Only the lines with the string "files" are needed; return each of them from the entries below.

◇ ◇ ◇ ◇

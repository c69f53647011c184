//! ## Sector Skewing Module
//!
//! A 5.25 inch track holds 16 physical sectors.  Disk images store them in one of
//! several orders, and file systems address them in a logical order of their own.
//! This module translates a (track,sector) address between these orderings.
//! The permutations are not arithmetic, so translation is always a table lookup.

use std::fmt;
use std::str::FromStr;
use super::Error;

pub const TRACKS: usize = 35;
pub const SECTORS: usize = 16;

/// Translate DOS 3.3 logical sector to physical sector
pub const DOS_LSEC_TO_DOS_PSEC: [usize;16] = [0,13,11,9,7,5,3,1,14,12,10,8,6,4,2,15];
/// Translate DOS 3.3 physical sector to logical sector
pub const DOS_PSEC_TO_DOS_LSEC: [usize;16] = [0,7,14,6,13,5,12,4,11,3,10,2,9,1,8,15];
/// Translate ProDOS logical sector (half block) to physical sector
pub const PRODOS_LSEC_TO_DOS_PSEC: [usize;16] = [0,2,4,6,8,10,12,14,1,3,5,7,9,11,13,15];
/// Translate physical sector to ProDOS logical sector (half block)
pub const DOS_PSEC_TO_PRODOS_LSEC: [usize;16] = [0,8,1,9,2,10,3,11,4,12,5,13,6,14,7,15];

/// Named sector orderings.  An image file stores a track's sectors in one of these,
/// and file systems address sectors in one of these.
#[derive(Debug,Clone,Copy,PartialEq,Eq,Hash)]
pub enum SectorOrder {
    Physical,
    /// DOS 3.3 logical order, used by `.do` and most `.dsk` files
    Dos,
    /// ProDOS logical order, used by `.po` files
    ProDos
}

impl SectorOrder {
    /// orderings in the sequence they are tried when probing an image
    pub const ALL: [SectorOrder;3] = [SectorOrder::Dos,SectorOrder::ProDos,SectorOrder::Physical];
    fn to_physical_table(&self) -> Option<&'static [usize;16]> {
        match self {
            Self::Physical => None,
            Self::Dos => Some(&DOS_LSEC_TO_DOS_PSEC),
            Self::ProDos => Some(&PRODOS_LSEC_TO_DOS_PSEC)
        }
    }
    fn from_physical_table(&self) -> Option<&'static [usize;16]> {
        match self {
            Self::Physical => None,
            Self::Dos => Some(&DOS_PSEC_TO_DOS_LSEC),
            Self::ProDos => Some(&DOS_PSEC_TO_PRODOS_LSEC)
        }
    }
}

impl FromStr for SectorOrder {
    type Err = Error;
    fn from_str(s: &str) -> Result<Self,Self::Err> {
        match s {
            "physical" => Ok(Self::Physical),
            "do" | "dos" | "dsk" => Ok(Self::Dos),
            "po" | "prodos" => Ok(Self::ProDos),
            _ => Err(Error::InvalidOrder(s.to_string()))
        }
    }
}

impl fmt::Display for SectorOrder {
    fn fmt(&self, f: &mut fmt::Formatter<'_>) -> fmt::Result {
        match self {
            Self::Physical => write!(f,"physical"),
            Self::Dos => write!(f,"do"),
            Self::ProDos => write!(f,"po")
        }
    }
}

/// A track and sector.  The ordering it refers to is carried separately.
#[derive(Debug,Clone,Copy,PartialEq,Eq,Hash,PartialOrd,Ord)]
pub struct SectorAddress {
    pub track: usize,
    pub sector: usize
}

impl SectorAddress {
    pub fn new(track: usize,sector: usize) -> Self {
        Self { track, sector }
    }
    /// Fails unless the address lies on a 35 track, 16 sector disk
    pub fn verify(&self) -> Result<(),Error> {
        match self.track < TRACKS && self.sector < SECTORS {
            true => Ok(()),
            false => Err(Error::InvalidAddress(self.track,self.sector))
        }
    }
}

impl From<[u8;2]> for SectorAddress {
    fn from(ts: [u8;2]) -> Self {
        Self::new(ts[0] as usize,ts[1] as usize)
    }
}

impl fmt::Display for SectorAddress {
    fn fmt(&self, f: &mut fmt::Formatter<'_>) -> fmt::Result {
        write!(f,"T{} S{}",self.track,self.sector)
    }
}

/// Translate an address from one ordering to another.
/// The track never changes, only the sector index within the track.
pub fn translate(addr: SectorAddress,from: SectorOrder,to: SectorOrder) -> Result<SectorAddress,Error> {
    addr.verify()?;
    let phys = match from.to_physical_table() {
        Some(table) => table[addr.sector],
        None => addr.sector
    };
    let sector = match to.from_physical_table() {
        Some(table) => table[phys],
        None => phys
    };
    Ok(SectorAddress::new(addr.track,sector))
}

/// Get the two ProDOS-ordered sector addresses that make up a 512 byte block.
pub fn prodos_block_to_ts(block: usize) -> Result<[SectorAddress;2],Error> {
    let track = block / 8;
    let sec = (block % 8) * 2;
    let ans = [SectorAddress::new(track,sec),SectorAddress::new(track,sec+1)];
    ans[0].verify()?;
    Ok(ans)
}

◇ ◇ ◇ ◇

▸ **TASK OUTPUT**:
    /// DOS 3.3 logical order, used by `.do` and most `.dsk` files
    /// ProDOS logical order, used by `.po` files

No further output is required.